For many decades I have tried to minimize my impact on the environment through a number of life style choices. One choice was to avoid owning a vehicle here on Catalina for most of the time I've lived here. I enjoy the opportunity to walk almost anywhere in town within a "few" minutes. Along with my frequent diving, it also keeps me healthier (and "wealthier" to a small degree since I buy little gas). For the past six years I've carried my dive gear (sometimes 175# of it) down to the dive park or to Scuba Luv on my hand cart. However, the psychological barrier of carrying my gear back up Upper Tremont has finally won out. I recently decided to buy my friend Tony Baloney's golf cart, but still plan to use it sparingly. So now I'm a two car person... my ancient but economical Toyota Tercel on the mainland and my "Dr. Bill-Mobile" here.
Rejoining the gas guzzling groupies was a difficult choice for me. Okay, so both vehicles merely sip... but at the current price of gasoline, it makes little difference to this starving marine biologist. The cost of gasoline is offensive to me in light of the grotesque profits the oil companies have amassed recently. I view that as far more "obscene" than anything I've ever written in my columns! However, it is not just the cost that concerns me. It is the environmental impact of our dependency on oil and other polluting energy sources on both the terrestrial and the marine environments. All of us are aware of the impact of burning gasoline on air pollution and our health. Recent studies have shown a greatly increased probability of contracting diseases like cancer for those living closest to our freeways... one reason I prefer living here. Yet how many are aware of the long-term impacts of the "oil industry" on our marine environment?

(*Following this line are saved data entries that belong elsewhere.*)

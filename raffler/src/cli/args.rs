//! CLI argument definitions
//!
//! All Clap derive structs for `raffler` command-line parsing.

use std::path::PathBuf;

use clap::{ArgAction, Args, Parser, Subcommand, ValueEnum};

use crate::config::schema::StoreKind;
use crate::observability::LogFormat;

// ============================================================================
// Root CLI
// ============================================================================

/// Durable giveaway and tournament scheduler.
#[derive(Parser, Debug)]
#[command(name = "raffler", author, version, about)]
#[command(propagate_version = true)]
pub struct Cli {
    /// Subcommand to execute.
    #[command(subcommand)]
    pub command: Commands,

    /// Increase verbosity (-v info, -vv debug, -vvv trace).
    #[arg(short, long, action = ArgAction::Count, global = true)]
    pub verbose: u8,

    /// Suppress all non-error output.
    #[arg(short, long, global = true)]
    pub quiet: bool,

    /// Color output control.
    #[arg(long, default_value = "auto", global = true, env = "RAFFLER_COLOR")]
    pub color: ColorChoice,

    /// Log line format.
    #[arg(long, default_value = "human", global = true, env = "RAFFLER_LOG_FORMAT")]
    pub log_format: LogFormat,
}

// ============================================================================
// Commands
// ============================================================================

/// Top-level subcommands.
#[derive(Subcommand, Debug)]
pub enum Commands {
    /// Recover persisted entities and run the scheduler until interrupted.
    Run(RunArgs),

    /// Validate configuration files without starting anything.
    Validate(ValidateArgs),

    /// List entities persisted in a data directory.
    List(ListArgs),

    /// Run a one-off weighted draw.
    Draw(DrawArgs),

    /// Generate shell completion scripts.
    Completions(CompletionsArgs),

    /// Display version information.
    Version(VersionArgs),
}

/// Arguments for `run`.
#[derive(Args, Debug)]
pub struct RunArgs {
    /// Path to YAML configuration file.
    #[arg(short, long, env = "RAFFLER_CONFIG")]
    pub config: Option<PathBuf>,

    /// Override the store backend.
    #[arg(long)]
    pub store: Option<StoreKind>,

    /// Override the file store's data directory.
    #[arg(long)]
    pub data_dir: Option<PathBuf>,

    /// Append lifecycle events (JSONL) to this file.
    #[arg(long, env = "RAFFLER_EVENTS_FILE")]
    pub events_file: Option<PathBuf>,

    /// Serve Prometheus metrics on 127.0.0.1:<PORT>.
    #[arg(long, env = "RAFFLER_METRICS_PORT")]
    pub metrics_port: Option<u16>,

    /// Read JSONL commands (create, join, leave, cancel) from stdin and
    /// write one JSON reply per line to stdout.
    #[arg(long)]
    pub stdin: bool,
}

/// Arguments for `validate`.
#[derive(Args, Debug)]
pub struct ValidateArgs {
    /// Configuration files to validate.
    #[arg(required = true)]
    pub files: Vec<PathBuf>,

    /// Output format.
    #[arg(short, long, default_value = "human")]
    pub format: OutputFormat,

    /// Treat warnings as errors.
    #[arg(long)]
    pub strict: bool,
}

/// Arguments for `list`.
#[derive(Args, Debug)]
pub struct ListArgs {
    /// Data directory of a file store.
    #[arg(long, default_value = "./data", env = "RAFFLER_DATA_DIR")]
    pub data_dir: PathBuf,

    /// Output format.
    #[arg(short, long, default_value = "human")]
    pub format: OutputFormat,
}

/// Arguments for `draw`.
#[derive(Args, Debug)]
pub struct DrawArgs {
    /// Entrant as `name` or `name=weight`; repeat for each entrant.
    #[arg(short, long = "entrant", required = true, value_parser = parse_entrant)]
    pub entrants: Vec<(String, u32)>,

    /// Number of winners to draw.
    #[arg(short, long, default_value_t = 1)]
    pub winners: usize,

    /// Seed for a reproducible draw.
    #[arg(long)]
    pub seed: Option<u64>,

    /// Output format.
    #[arg(short, long, default_value = "human")]
    pub format: OutputFormat,
}

fn parse_entrant(raw: &str) -> Result<(String, u32), String> {
    let (name, weight) = match raw.split_once('=') {
        Some((name, weight)) => {
            let weight = weight
                .trim()
                .parse()
                .map_err(|_| format!("invalid weight in '{raw}'"))?;
            (name.trim(), weight)
        }
        None => (raw.trim(), 1),
    };
    if name.is_empty() {
        return Err(format!("missing entrant name in '{raw}'"));
    }
    Ok((name.to_string(), weight))
}

/// Arguments for shell completion generation.
#[derive(Args, Debug)]
pub struct CompletionsArgs {
    /// Target shell for completion script.
    pub shell: Shell,
}

/// Arguments for version display.
#[derive(Args, Debug)]
pub struct VersionArgs {
    /// Output format.
    #[arg(short, long, default_value = "human")]
    pub format: OutputFormat,
}

// ============================================================================
// CLI-Local Enums
// ============================================================================

/// Color output choice.
#[derive(Debug, Clone, Copy, PartialEq, Eq, Default, ValueEnum)]
pub enum ColorChoice {
    /// Auto-detect terminal support.
    #[default]
    Auto,
    /// Always use color.
    Always,
    /// Never use color.
    Never,
}

/// Output format for structured output.
#[derive(Debug, Clone, Copy, PartialEq, Eq, Default, ValueEnum)]
pub enum OutputFormat {
    /// Human-readable output.
    #[default]
    Human,
    /// JSON output.
    Json,
}

/// Shell type for completion generation.
#[derive(Debug, Clone, Copy, PartialEq, Eq, ValueEnum)]
pub enum Shell {
    /// Bash shell.
    Bash,
    /// Zsh shell.
    Zsh,
    /// Fish shell.
    Fish,
    /// `PowerShell`.
    #[value(name = "powershell")]
    PowerShell,
    /// Elvish shell.
    Elvish,
}

// ============================================================================
// Tests
// ============================================================================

Those of us "mature" enough to have been in California during the late 1960's may be able to remember the massive oil spill off Santa Barbara that helped trigger the resurgence of the environmental movement. For those of more tender years, you need only consider the Exxon Valdez spill in Alaska. Obviously oil production and transport carries with it the potential for large-scale and serious damage to the marine environment due to such spills. However run-off from developed areas also brings oil and petroleum by-products to the sea from our streets and drive ways. Such non-point source pollution is very difficult to control, yet is a major source of our nearshore pollution.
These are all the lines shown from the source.